Bulgaria got the MiG-29s when it was a communist country, a member of the Warsaw Pact. A member of Nato since 2004, Bulgaria now is in negotiations for the big-ticket (how big a ticket remains to be decided) acquisition of Lockheed Martin F-16s.
Those negotiations and their outcome pending, Bulgaria’s Graf Ignatievo Air Force Base will be the place to be to see commemorations of the 30th anniversary of the Bulgarian Air Force’s first acquisition of the MiG-29s, of which a few remain serviceable and which are costing serious tax leva to keep them in the air, pending the arrival – whenever that may be – of Nato-compatible, serviceable, modern multi-role fighter jets.
By coincidence and not by design, the show of the Soviet-made fighters will take place around the time that a team from the US is due to arrive to negotiate the parameters of the acquisition of the F-16s. The price tag on the latter is said, going by statements by Bulgaria’s Prime Minister, to be a cool 2.2 billion leva. Still, the talks with the Americans are not over.
Awkwardly, the head of state and commander-in-chief, President Roumen Radev, himself a skilled fighter pilot, has cautioned against stripping out capabilities of the new fighters so as not to have them not really worth the paycheque. But whatever Radev’s skills at the joystick, he is also a regular critic of the government, elected on an opposition ticket, and that should be taken into account.
There is always something crotchety about Radev, in his public statements; an acerbic, aggressive tone; for all his former substantive rank of major-general, he always comes across as a corporal, bitterly addressing us, his squad, having been passed over for promotion to sergeant for the 18th time. Still, when it comes to fighter jets, as opposed to public rhetoric, he knows his stuff.

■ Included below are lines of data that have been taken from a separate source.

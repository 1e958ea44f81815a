//! Tool registry for managing and executing tools

use dashmap::DashMap;
use serde_json::Value;
use std::sync::Arc;

use crate::{error::ToolError, tool::Tool, Result, ToolResult};

/// Registry for the capabilities attached to an agent
///
/// Thread-safe and cheap to clone; the agent shares it across async tasks.
#[derive(Clone)]
pub struct ToolRegistry {
    tools: Arc<DashMap<String, Arc<dyn Tool>>>,
}

impl ToolRegistry {
    /// Create a new tool registry
    pub fn new() -> Self {
        Self {
            tools: Arc::new(DashMap::new()),
        }
    }

    /// Register a tool
    ///
    /// Errors if a tool with the same name is already registered.
    pub fn register<T: Tool + 'static>(&self, tool: T) -> Result<()> {
        let name = tool.name().to_string();

        if self.tools.contains_key(&name) {
            return Err(ToolError::AlreadyRegistered(name));
        }

        self.tools.insert(name.clone(), Arc::new(tool));
        tracing::debug!("Registered tool: {}", name);
        Ok(())
    }

    /// Check if a tool is registered
    pub fn has_tool(&self, name: &str) -> bool {
        self.tools.contains_key(name)
    }

    /// Get a tool by name
    pub fn get_tool(&self, name: &str) -> Option<Arc<dyn Tool>> {
        self.tools.get(name).map(|entry| Arc::clone(entry.value()))
    }

    /// Execute a tool by name
    pub async fn execute(&self, name: &str, params: Value) -> Result<ToolResult> {
        let tool = self
            .get_tool(name)
            .ok_or_else(|| ToolError::not_found(name))?;

        tracing::debug!("Executing tool: {} with params: {}", name, params);

        match tool.execute(params).await {
            Ok(result) => Ok(result),
            Err(e) => {
                tracing::error!("Tool {} execution failed: {}", name, e);
                Err(e)
            }
        }
    }

    /// List all registered tool names
    pub fn list_tools(&self) -> Vec<String> {
        self.tools.iter().map(|entry| entry.key().clone()).collect()
    }

    /// Get the number of registered tools
    pub fn count(&self) -> usize {
        self.tools.len()
    }

    /// All tools rendered as provider function definitions
    pub fn to_function_definitions(&self) -> Vec<Value> {
        self.tools
            .iter()
            .map(|entry| {
                let tool = entry.value();
                let schema = tool.parameters_schema();
                schema.to_function_definition(tool.name(), tool.description())
            })
            .collect()
    }
}

impl Default for ToolRegistry {
    fn default() -> Self {
        Self::new()
    }
}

Then there is the small matter of post-sale maintenance costs, not included in the initial price, or so customary practice in such acquisitions tends to be. Whatever. Perhaps the air show of the ageing, clunky, MiG-29s will focus the minds of the necessity for the Bulgarian Air Force to have something newer, whether – the current choice – a flying Cadillac, or the now second-ranked (it was not always so), Sweden’s Saab Gripen, the choice previously favoured by Bulgaria’s military aviation experts, before for reasons of geopolitics, the F-16s gained altitude.
Bulgaria’s new fighter jets lie in the future. Going by a Defence Ministry statement, on hand to witness the triumph in the skies at Graf Ignatievo will be Defence Minister Krassimir Karakachanov, Defence Chief General Andrei Botev, Deputy Transport Minister Dimitar Genovski, and Major General Tsanko Stoikov, who has Radev’s old job, commander of the Air Force.

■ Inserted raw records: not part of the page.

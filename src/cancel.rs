//! Cooperative cancellation
//!
//! A single shared flag passed into the loop and checked at every
//! suspension point. Termination signals cancel the token; nothing ever
//! resets it.

use std::sync::atomic::{AtomicBool, Ordering};
use std::sync::Arc;
use std::thread;
use std::time::Duration;

/// Granularity used by [`CancelToken::sleep`].
const DEFAULT_SLICE: Duration = Duration::from_millis(50);

/// Clonable handle over a one-shot cancellation flag.
///
/// Starts not-cancelled, flips at most once, never resets. Single writer
/// (the signal handler), many readers, so a plain atomic is enough.
#[derive(Debug, Clone, Default)]
pub struct CancelToken {
    cancelled: Arc<AtomicBool>,
}

impl CancelToken {
    /// Create a fresh, not-yet-cancelled token.
    pub fn new() -> Self {
        Self {
            cancelled: Arc::new(AtomicBool::new(false)),
        }
    }

    /// Request shutdown. Idempotent.
    pub fn cancel(&self) {
        self.cancelled.store(true, Ordering::SeqCst);
    }

    /// Whether shutdown has been requested.
    pub fn is_cancelled(&self) -> bool {
        self.cancelled.load(Ordering::SeqCst)
    }

    /// Sleep for `total`, waking every 50ms to check the flag.
    ///
    /// Returns `true` if the full duration elapsed, `false` if the sleep
    /// was cut short by cancellation.
    pub fn sleep(&self, total: Duration) -> bool {
        self.sleep_sliced(total, DEFAULT_SLICE)
    }

    /// Sleep for `total` in increments of at most `slice`, re-checking the
    /// flag between increments so a cancellation request interrupts the
    /// wait within one slice rather than running it out.
    pub fn sleep_sliced(&self, total: Duration, slice: Duration) -> bool {
        let slice = slice.max(Duration::from_millis(1));
        let mut remaining = total;
        while !remaining.is_zero() {
            if self.is_cancelled() {
                return false;
            }
            let step = remaining.min(slice);
            thread::sleep(step);
            remaining -= step;
        }
        !self.is_cancelled()
    }
}

/// Route SIGINT and SIGTERM to `token`.
///
/// The handler only flips the flag; the loop winds down on its own at the
/// next suspension point.
#[cfg(unix)]
pub fn register_termination_signals(token: &CancelToken) -> std::io::Result<()> {
    use signal_hook::consts::signal::{SIGINT, SIGTERM};

    for signal in [SIGINT, SIGTERM] {
        signal_hook::flag::register(signal, Arc::clone(&token.cancelled))?;
    }
    Ok(())
}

The Defence Ministry informs us that in celebration of the anniversary of the coming into service of the Bulgarian Air Force’s MiG-29s, there will be a commemorative postage stamp, and the premiere of a film dedicated to the story of the aircraft.
On June 28, at 4pm, (16h00 for the military types) there will be two more important anniversaries at the Military Club in Plovdiv: 40 years since the coming into service of the Mi-24 helicopter, and of the Air Force’s first Bell 206 helicopter. The latter has a chequered history in terms of its acceptance into service by the US military. The former, quite a CV as the gunship of Soviet forces.

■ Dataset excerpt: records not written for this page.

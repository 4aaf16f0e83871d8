//! System input backend
//!
//! Implements [`InputBackend`] over enigo, which handles the per-platform
//! injection APIs (X11/Wayland, quartz, winuser).

use std::collections::HashMap;

use enigo::{Coordinate, Direction, Enigo, Key, Keyboard, Mouse, Settings};
use once_cell::sync::Lazy;

use super::{InputBackend, InputError};
use crate::{Point, ScreenBounds};

/// Named aliases accepted as key identifiers, lowercase.
static KEY_ALIASES: Lazy<HashMap<&'static str, Key>> = Lazy::new(|| {
    HashMap::from([
        ("shift", Key::Shift),
        ("ctrl", Key::Control),
        ("control", Key::Control),
        ("alt", Key::Alt),
        ("meta", Key::Meta),
        ("cmd", Key::Meta),
        ("command", Key::Meta),
        ("space", Key::Space),
        ("tab", Key::Tab),
        ("esc", Key::Escape),
        ("escape", Key::Escape),
        ("enter", Key::Return),
        ("return", Key::Return),
    ])
});

/// Resolve a key identifier to an enigo key.
///
/// Accepts the aliases above, `f1`-`f20`, and any single character.
/// Returns `None` for everything else; an unknown identifier fails the
/// individual press, it is not a configuration error.
pub fn lookup_key(name: &str) -> Option<Key> {
    let lower = name.to_ascii_lowercase();
    if let Some(key) = KEY_ALIASES.get(lower.as_str()) {
        return Some(*key);
    }
    if let Some(n) = lower.strip_prefix('f').and_then(|digits| digits.parse::<u8>().ok()) {
        if (1..=20).contains(&n) {
            return Some(function_key(n));
        }
    }
    let mut chars = name.chars();
    if let (Some(c), None) = (chars.next(), chars.next()) {
        return Some(Key::Unicode(c));
    }
    None
}

fn function_key(n: u8) -> Key {
    match n {
        1 => Key::F1,
        2 => Key::F2,
        3 => Key::F3,
        4 => Key::F4,
        5 => Key::F5,
        6 => Key::F6,
        7 => Key::F7,
        8 => Key::F8,
        9 => Key::F9,
        10 => Key::F10,
        11 => Key::F11,
        12 => Key::F12,
        13 => Key::F13,
        14 => Key::F14,
        15 => Key::F15,
        16 => Key::F16,
        17 => Key::F17,
        18 => Key::F18,
        19 => Key::F19,
        _ => Key::F20,
    }
}

/// Production backend over a live enigo connection.
pub struct SystemInput {
    enigo: Enigo,
}

impl SystemInput {
    /// Connect to the platform input facilities.
    pub fn new() -> Result<Self, InputError> {
        let enigo =
            Enigo::new(&Settings::default()).map_err(|e| InputError::Init(e.to_string()))?;
        Ok(Self { enigo })
    }
}

impl InputBackend for SystemInput {
    fn screen_size(&mut self) -> Result<ScreenBounds, InputError> {
        let (width, height) = self
            .enigo
            .main_display()
            .map_err(|e| InputError::Screen(e.to_string()))?;
        Ok(ScreenBounds { width, height })
    }

    fn pointer_position(&mut self) -> Result<Point, InputError> {
        let (x, y) = self
            .enigo
            .location()
            .map_err(|e| InputError::Pointer(e.to_string()))?;
        Ok(Point { x, y })
    }

    fn move_pointer(&mut self, target: Point) -> Result<(), InputError> {
        self.enigo
            .move_mouse(target.x, target.y, Coordinate::Abs)
            .map_err(|e| InputError::Move {
                x: target.x,
                y: target.y,
                reason: e.to_string(),
            })
    }

    fn press_key(&mut self, key: &str) -> Result<(), InputError> {
        let resolved = lookup_key(key).ok_or_else(|| InputError::Key {
            key: key.to_string(),
            reason: "unrecognized key identifier".to_string(),
        })?;
        self.enigo
            .key(resolved, Direction::Click)
            .map_err(|e| InputError::Key {
                key: key.to_string(),
                reason: e.to_string(),
            })
    }
}

#[cfg(test)]
mod tests {
    use super::*;

    #[test]
    fn test_named_aliases_resolve() {
        assert_eq!(lookup_key("shift"), Some(Key::Shift));
        assert_eq!(lookup_key("SHIFT"), Some(Key::Shift));
        assert_eq!(lookup_key("ctrl"), Some(Key::Control));
        assert_eq!(lookup_key("command"), Some(Key::Meta));
        assert_eq!(lookup_key("escape"), Some(Key::Escape));
    }

    #[test]
    fn test_function_keys_resolve() {
        assert_eq!(lookup_key("f1"), Some(Key::F1));
        assert_eq!(lookup_key("F15"), Some(Key::F15));
        assert_eq!(lookup_key("f20"), Some(Key::F20));
        assert_eq!(lookup_key("f21"), None);
        assert_eq!(lookup_key("f0"), None);
    }

    #[test]
    fn test_single_characters_resolve() {
        assert_eq!(lookup_key("a"), Some(Key::Unicode('a')));
        assert_eq!(lookup_key("f"), Some(Key::Unicode('f')));
        assert_eq!(lookup_key("7"), Some(Key::Unicode('7')));
    }

    #[test]
    fn test_garbage_does_not_resolve() {
        assert_eq!(lookup_key(""), None);
        assert_eq!(lookup_key("not-a-key"), None);
        assert_eq!(lookup_key("shiftt"), None);
    }
}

Either way, for those who wish to make their way to Graf Ignatievo military air field on June 29, there will be much to see, even though much of it will be on the ground, and not in the air. There will be some sort of air show; perhaps less impressive than the putative ones that future years may hold, once the decisions are made, aircraft commissioned, pilots and ground crew trained, taxpayers billed, and fighter jets of more than retro and increasingly antiquated interest take to Bulgarian skies. It may take a while. Surely, it should be worth it, for those who like that kind of thing.
Perhaps even, in years to come, those who make it to the show of MiG-29s this Friday, and Saturday afterwards (there may, after all, be something to see) will one day show them to their children in an air museum, perhaps soon, perhaps not, and reminisce how they saw them (the MiG-29s, not the children) lumber into the southern Bulgarian skies, one sweltering day in June 2019.
Only the most awkward child might ask, Daddy, Nils has a Saab and Jack has an F-35, how come we still have a Lada? Silence, child, Mikhail has a Sukhoi S-57.